(Sports) The act of swinging or striking at a ball with a club or racket or bat or cue or hand; SYN. shot.
ETYM Old Eng. strok, strook, strak, from striken. Related to Strike.
1. A light touch.
2. A light touch with the hands; SYN. stroking.
3. A single complete movement.
4. Any one of the repeated movements of the limbs and body used for locomotion in swimming or rowing.
5. A mark made by a writing implement (as in cursive writing).
(Medicine) A sudden loss of consciousness resulting when the rupture or occlusion of a blood vessel leads to oxygen lack in the brain; SYN. apoplexy, cerebrovascular accident, CVA.
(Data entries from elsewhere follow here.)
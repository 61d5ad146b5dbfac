use anyhow::{Context, Result};
use std::collections::BTreeSet;
use std::sync::Arc;

use crate::config::MigratorConfig;
use crate::decision::{AutoDecisions, Choice, DecisionSource, TerminalPrompt};
use crate::engine::{MigrationEngine, ProjectReport, RunOptions, RunSummary};
use crate::gitlab::GitLabClient;
use crate::handover::HandoverOutcome;
use crate::platform::Project;
use crate::reconcile::{CommitOutcome, MergeRequestOutcome, WorkingRef};
use crate::transform::Category;

/// Flags as given on the command line; `None` means "ask".
#[derive(Debug, Clone, Default)]
pub struct RunFlags {
    pub dry_run: Option<bool>,
    pub select: Option<String>,
    pub handover: Option<bool>,
    pub yes: bool,
    pub projects: Vec<String>,
}

pub struct RunCommand {
    config: MigratorConfig,
    flags: RunFlags,
}

impl RunCommand {
    pub fn new(config: MigratorConfig, flags: RunFlags) -> Self {
        Self { config, flags }
    }

    pub async fn execute(self) -> Result<()> {
        let decisions: Arc<dyn DecisionSource> = if self.flags.yes {
            Arc::new(AutoDecisions { yes_to_all: true })
        } else {
            Arc::new(TerminalPrompt)
        };

        let mut config = self.config;
        if !self.flags.projects.is_empty() {
            config.migration.projects = self.flags.projects.iter().map(Project::new).collect();
        }

        println!("🚚 REPO MIGRATOR");
        println!("================");
        println!();

        let options = resolve_options(&self.flags, decisions.as_ref())?;
        config
            .validate(options.dry_run)
            .context("configuration is not usable for this run")?;

        let client = GitLabClient::new(&config.gitlab).context("failed to build GitLab client")?;

        println!("🌐 GitLab:     {}", client.base_url());
        println!("📦 Projects:   {}", config.migration.projects.len());
        println!(
            "🔧 Categories: {}",
            options.categories.iter().map(|c| c.key()).collect::<Vec<_>>().join(", ")
        );
        println!("🌿 Branch:     {} -> {}", config.migration.feature_branch, config.migration.base_branch);
        if options.dry_run {
            println!("🔍 Dry run: nothing will be committed, raised or tagged");
        }
        if options.handover {
            println!("🏷️  Handover:   {}", config.handover.tags.join(", "));
        }
        println!();

        let engine = MigrationEngine::new(config, Arc::new(client), decisions);
        let summary = engine.run(&options).await?;
        print_summary(&summary);
        Ok(())
    }
}

/// Fill in every choice not given by flag, asking `decisions` or using defaults under `--yes`.
pub fn resolve_options(flags: &RunFlags, decisions: &dyn DecisionSource) -> Result<RunOptions> {
    let defaults = RunOptions::default();

    let dry_run = match flags.dry_run {
        Some(dry_run) => dry_run,
        None if flags.yes => defaults.dry_run,
        None => decisions.ask_yes_no("Run in dry-run mode?"),
    };

    let categories = match &flags.select {
        Some(selection) => Category::parse_selection(selection)?,
        None if flags.yes => defaults.categories,
        None => ask_categories(decisions),
    };
    if categories.is_empty() {
        anyhow::bail!("no transform categories selected");
    }

    let handover = match flags.handover {
        Some(handover) => handover,
        None if flags.yes || dry_run => defaults.handover,
        None => decisions.ask_yes_no("Run the tag handover (terminate and redeploy environments)?"),
    };

    Ok(RunOptions {
        dry_run,
        categories,
        handover,
    })
}

fn ask_categories(decisions: &dyn DecisionSource) -> BTreeSet<Category> {
    let options: Vec<Choice> = Category::ALL
        .iter()
        .map(|c| Choice::new(c.number().to_string(), c.label()))
        .collect();
    decisions
        .ask_choice_set("Select migration categories:", &options)
        .iter()
        .filter_map(|key| key.parse().ok())
        .collect()
}

fn print_summary(summary: &RunSummary) {
    println!();
    println!("📊 RUN SUMMARY");
    println!("==============");
    for report in &summary.projects {
        print_project(report);
    }
    println!();
    println!("✏️  Changed:        {}", summary.changed_projects());
    println!("✅ Compliant:      {}", summary.compliant_projects());
    println!("❌ Commit failures: {}", summary.failed_commits());
    println!(
        "🔀 Merge requests: {} created, {} already open",
        summary.merge_requests_created(),
        summary.merge_requests_existing()
    );
    if summary.handovers_deployed() + summary.handovers_failed() > 0 {
        println!(
            "🏷️  Handovers:      {} deployed, {} failed",
            summary.handovers_deployed(),
            summary.handovers_failed()
        );
    }
    println!("🧾 Correlation id: {}", summary.correlation_id);
}

fn print_project(report: &ProjectReport) {
    let reconcile = &report.reconcile;
    let source = match &reconcile.working_ref {
        WorkingRef::Feature(name) => format!("feature {name}"),
        WorkingRef::Base(name) => format!("base {name}"),
    };
    let commit = match &reconcile.commit {
        CommitOutcome::Committed(info) => format!("committed {} file(s) as {}", reconcile.actions.len(), info.short_sha),
        CommitOutcome::DryRun => format!("would change {} file(s)", reconcile.actions.len()),
        CommitOutcome::AlreadyCompliant => "already compliant".to_string(),
        CommitOutcome::Failed(message) => format!("commit failed: {message}"),
    };
    println!();
    println!("📦 {} (read from {source})", report.project);
    println!("   📝 {commit}");
    for action in &reconcile.actions {
        println!("      • {}", action.path);
    }

    let merge_request = match &reconcile.merge_request {
        MergeRequestOutcome::Existing(mr) => Some(format!("!{} already open", mr.iid)),
        MergeRequestOutcome::Created(mr) => Some(format!(
            "!{} created{}",
            mr.iid,
            mr.web_url.as_deref().map(|u| format!(" {u}")).unwrap_or_default()
        )),
        MergeRequestOutcome::AlreadyExists => Some("already exists".to_string()),
        MergeRequestOutcome::Declined => Some("not raised".to_string()),
        MergeRequestOutcome::Failed(message) => Some(format!("failed: {message}")),
        MergeRequestOutcome::Skipped => None,
    };
    if let Some(line) = merge_request {
        println!("   🔀 Merge request {line}");
    }

    for tag in report.handover.iter().flatten() {
        let outcome = match &tag.outcome {
            HandoverOutcome::Deployed { deploy_job, .. } => format!("✅ deployed (job {deploy_job})"),
            HandoverOutcome::NoPipeline => "⚠️  no pipeline".to_string(),
            HandoverOutcome::TagFailed(message) => format!("❌ tag failed: {message}"),
            HandoverOutcome::PipelineFailed(status) => format!("❌ pipeline {status}"),
            HandoverOutcome::TimedOut => "⏰ timed out".to_string(),
            HandoverOutcome::JobUnavailable { job } => format!("❌ {job} not available"),
            HandoverOutcome::JobFailed { job, message } => format!("❌ {job}: {message}"),
        };
        println!("   🏷️  {}: {outcome}", tag.tag);
    }
}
Or cerebrovascular accident or apoplexy; Interruption of the blood supply to part of the brain due to a sudden bleed in the brain (cerebral hemorrhage) or embolism or thrombosis. Strokes vary in severity from producing almost no symptoms to proving rapidly fatal. In between are those (often recurring) that leave a wide range of impaired function, depending on the size and location of the event.
Strokes involving the right side of the brain, for example, produce weakness of the left side of the body. Some affect speech. Transient ischemic attacks, or “mini-strokes”, with effects lasting only briefly (less than 24 hours), require investigation to try to forestall the possibility of a subsequent full-blown stroke.
The disease of the arteries that predisposes to stroke is atherosclerosis. High blood pressure (hypertension) is also a precipitating factor.
Strokes can sometimes be prevented by surgery (as in the case of some aneurysms), or by use of anticoagulant drugs or vitamin E or daily aspirin to minimize the risk of stroke due to blood clots.
1. In data entry, a keystroke—a signal to the computer that a key has been pressed.
2. In typography, a line representing part of a letter.
3. In paint programs, a “swipe” of the brush made with the mouse or keyboard in creating a graphic.
4. In display technology, a line created as a vector (a path between two coordinates) on a vector graphics display (as opposed to a line of pixels drawn dot by dot on a raster graphics display).
1. To touch lightly and with affection, with brushing motions; SYN. fondle, caress.
2. To treat gingerly or carefully
3. To be or act as the stroke.
4. To strike a ball with a smooth blow.